A study found that for every euro equivalent invested into Donore CU, €10 of social value was created

Donore Credit Union in Dublin, Ireland, has commissioned a Social Return on Investment study which found that for every euro equivalent invested into Donore CU, €10 of social value was created.

The study argues that – while credit unions are guided by co-operative values and principles, democratically owned and governed and committed to their local communities – articulating these concepts in “a clear, consistent and persuasive manner” can be a real challenge for the sector. The report aims to demonstrate the social impact and social value of credit unions.

The evaluation covered the period from 1 October 2018 to 30 September 2019, using qualitative and quantitative research. The first phase featured three focus groups one for members, one for volunteers and one for staff, as well as semi-structured interviews with 19 stakeholders.

A second phase involved quantitative research via an online members’ survey, which was also available as a printed survey in the credit union.
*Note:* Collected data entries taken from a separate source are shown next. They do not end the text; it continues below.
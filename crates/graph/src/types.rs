use serde::{Deserialize, Serialize};
use std::collections::BTreeMap;

/// Kind of declared type
#[derive(Debug, Clone, Copy, Default, PartialEq, Eq, Hash, Serialize, Deserialize)]
pub enum TypeKind {
    #[default]
    Class,
    Interface,
    Enum,
}

/// Declared visibility of a member
#[derive(Debug, Clone, Copy, Default, PartialEq, Eq, Hash, Serialize, Deserialize)]
pub enum Visibility {
    #[default]
    Public,
    Private,
    Protected,
    Package,
}

/// Class, interface or enum as produced by a source introspector
#[derive(Debug, Clone, Default, PartialEq, Eq, Serialize, Deserialize)]
pub struct Type {
    /// Simple name (e.g., "User"). Not unique across packages.
    pub name: String,

    /// Package path (e.g., "com.example.model"). Empty when unknown.
    #[serde(default)]
    pub package: String,

    #[serde(default)]
    pub kind: TypeKind,

    #[serde(default)]
    pub fields: Vec<Field>,

    #[serde(default)]
    pub methods: Vec<Method>,

    /// Names of super-types, unresolved
    #[serde(default)]
    pub super_type_names: Vec<String>,

    /// Names of implemented interfaces, unresolved
    #[serde(default)]
    pub interface_names: Vec<String>,

    /// Enclosing type name for nested types
    #[serde(default)]
    pub parent_type: Option<String>,

    #[serde(default)]
    pub annotations: Vec<Annotation>,

    /// Documentation comment if available
    #[serde(default)]
    pub doc: Option<String>,

    #[serde(default)]
    pub imports: Vec<String>,
}

impl Type {
    pub fn new(name: impl Into<String>, package: impl Into<String>) -> Self {
        Self {
            name: name.into(),
            package: package.into(),
            ..Default::default()
        }
    }

    /// Builder: set kind
    #[must_use]
    pub const fn kind(mut self, kind: TypeKind) -> Self {
        self.kind = kind;
        self
    }

    /// Builder: add field
    #[must_use]
    pub fn field(mut self, field: Field) -> Self {
        self.fields.push(field);
        self
    }

    /// Builder: add method
    #[must_use]
    pub fn method(mut self, method: Method) -> Self {
        self.methods.push(method);
        self
    }

    /// Builder: add super-type name
    #[must_use]
    pub fn super_type(mut self, name: impl Into<String>) -> Self {
        self.super_type_names.push(name.into());
        self
    }

    /// Builder: add implemented interface name
    #[must_use]
    pub fn interface(mut self, name: impl Into<String>) -> Self {
        self.interface_names.push(name.into());
        self
    }

    /// Builder: set enclosing type
    #[must_use]
    pub fn parent_type(mut self, name: impl Into<String>) -> Self {
        self.parent_type = Some(name.into());
        self
    }

    /// Builder: add annotation
    #[must_use]
    pub fn annotation(mut self, annotation: Annotation) -> Self {
        self.annotations.push(annotation);
        self
    }

    /// Builder: set documentation
    #[must_use]
    pub fn doc(mut self, doc: impl Into<String>) -> Self {
        self.doc = Some(doc.into());
        self
    }

    /// Builder: add import
    #[must_use]
    pub fn import(mut self, import: impl Into<String>) -> Self {
        self.imports.push(import.into());
        self
    }

    /// `package.Name`, or just `Name` when the package is unknown
    pub fn qualified_name(&self) -> String {
        if self.package.is_empty() {
            self.name.clone()
        } else {
            format!("{}.{}", self.package, self.name)
        }
    }

    pub fn has_annotation(&self, type_name: &str) -> bool {
        self.annotations.iter().any(|a| a.type_name == type_name)
    }
}

/// Field declared on a type
#[derive(Debug, Clone, PartialEq, Eq, Serialize, Deserialize)]
pub struct Field {
    pub name: String,

    /// Declared type name, as written in source
    pub type_name: String,

    /// Generic type arguments (e.g., `List<Address>` -> ["Address"])
    #[serde(default)]
    pub type_arguments: Vec<String>,

    #[serde(default)]
    pub visibility: Visibility,

    /// Display hint only
    #[serde(default = "default_show")]
    pub show: bool,
}

fn default_show() -> bool {
    true
}

impl Field {
    pub fn new(name: impl Into<String>, type_name: impl Into<String>) -> Self {
        Self {
            name: name.into(),
            type_name: type_name.into(),
            type_arguments: Vec::new(),
            visibility: Visibility::Public,
            show: true,
        }
    }

    /// Builder: add generic type argument
    #[must_use]
    pub fn type_argument(mut self, type_name: impl Into<String>) -> Self {
        self.type_arguments.push(type_name.into());
        self
    }

    /// Builder: set visibility
    #[must_use]
    pub const fn visibility(mut self, visibility: Visibility) -> Self {
        self.visibility = visibility;
        self
    }

    pub fn hide(&mut self) {
        self.show = false;
    }

    pub const fn should_show(&self) -> bool {
        self.show
    }

    /// Declared type name followed by each type argument
    pub fn referenced_type_names(&self) -> impl Iterator<Item = &str> {
        std::iter::once(self.type_name.as_str()).chain(self.type_arguments.iter().map(String::as_str))
    }
}

impl std::fmt::Display for Field {
    fn fmt(&self, f: &mut std::fmt::Formatter<'_>) -> std::fmt::Result {
        write!(f, "{} : {}", self.name, self.type_name)
    }
}

#[derive(Debug, Clone, Default, PartialEq, Eq, Serialize, Deserialize)]
pub struct Method {
    pub name: String,

    /// Empty for constructors and unit returns
    #[serde(default)]
    pub return_type_name: String,

    #[serde(default)]
    pub parameters: Vec<Parameter>,

    #[serde(default)]
    pub visibility: Visibility,
}

impl Method {
    pub fn new(name: impl Into<String>, return_type_name: impl Into<String>) -> Self {
        Self {
            name: name.into(),
            return_type_name: return_type_name.into(),
            ..Default::default()
        }
    }

    /// Builder: add parameter
    #[must_use]
    pub fn parameter(mut self, parameter: Parameter) -> Self {
        self.parameters.push(parameter);
        self
    }

    /// Builder: set visibility
    #[must_use]
    pub const fn visibility(mut self, visibility: Visibility) -> Self {
        self.visibility = visibility;
        self
    }
}

#[derive(Debug, Clone, Default, PartialEq, Eq, Serialize, Deserialize)]
pub struct Parameter {
    pub name: String,
    pub type_name: String,
}

impl Parameter {
    pub fn new(name: impl Into<String>, type_name: impl Into<String>) -> Self {
        Self {
            name: name.into(),
            type_name: type_name.into(),
        }
    }
}

/// Annotation applied to a type
#[derive(Debug, Clone, Default, PartialEq, Eq, Serialize, Deserialize)]
pub struct Annotation {
    pub type_name: String,

    #[serde(default)]
    pub arguments: BTreeMap<String, String>,
}

impl Annotation {
    pub fn new(type_name: impl Into<String>) -> Self {
        Self {
            type_name: type_name.into(),
            arguments: BTreeMap::new(),
        }
    }

    /// Builder: add argument (replaces an existing value for the same name)
    #[must_use]
    pub fn argument(mut self, name: impl Into<String>, value: impl Into<String>) -> Self {
        self.arguments.insert(name.into(), value.into());
        self
    }

    pub fn get(&self, name: &str) -> Option<&str> {
        self.arguments.get(name).map(String::as_str)
    }
}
A total of 360 eligible responses were gathered, with respondents representing 8% of the total membership. The credit union’s common bond follows the boundaries of the catholic parish of Donore Avenue. To join, locals have to make a one-off payment of €1 and buy at least €10 in share. Respondents gave Donore CU an average satisfaction rating of eight out of ten. Around 53% of them felt that Donore CU provided them with a lot of useful information and advice, with a further 33% saying that they received some useful information or advice from Donore CU.

Another finding was that respondents tended to identify as members of Donore CU, not as customers, believing they had a stake in what the credit union did and that their voices were being heard. Members also said they felt understood by staff members and trusted them. They also said they felt proud in being Ireland’s first credit union. Respondents also said that being a member of the credit union provided them relief from money worries, this being the outcome that delivered greatest value.

Chief executive David McAuley said: “In 2020, we became the first credit union in Ireland to measure and report on our social impact when we released our Social Return on Investment Report. One of the results of this report is it allowed us to manage and focus during Covid-19, a period in which we have grown our loan book and retained full operations.

“By understanding and recognising our social worth we can focus on core values and it is these core values that remain attractive and wanted by members. Equally, we realised what unique values and attributes we had and the necessity to promote and publicise them.

“Credit unions face a lot of doomsayers and naysayers, however, when we appreciate and realise that core values are unique selling points and key differentiators and we are prepared to leverage off these, the possibilities are endless.”

The findings of the study will serve to inform legislators, policy makers and regulators about the total value that a small, local credit union can bring about.

Donor CU says it is open to discuss the process of undertaking a SROI study and the results of the study with any interested parties, both inside the credit union movement and outside it.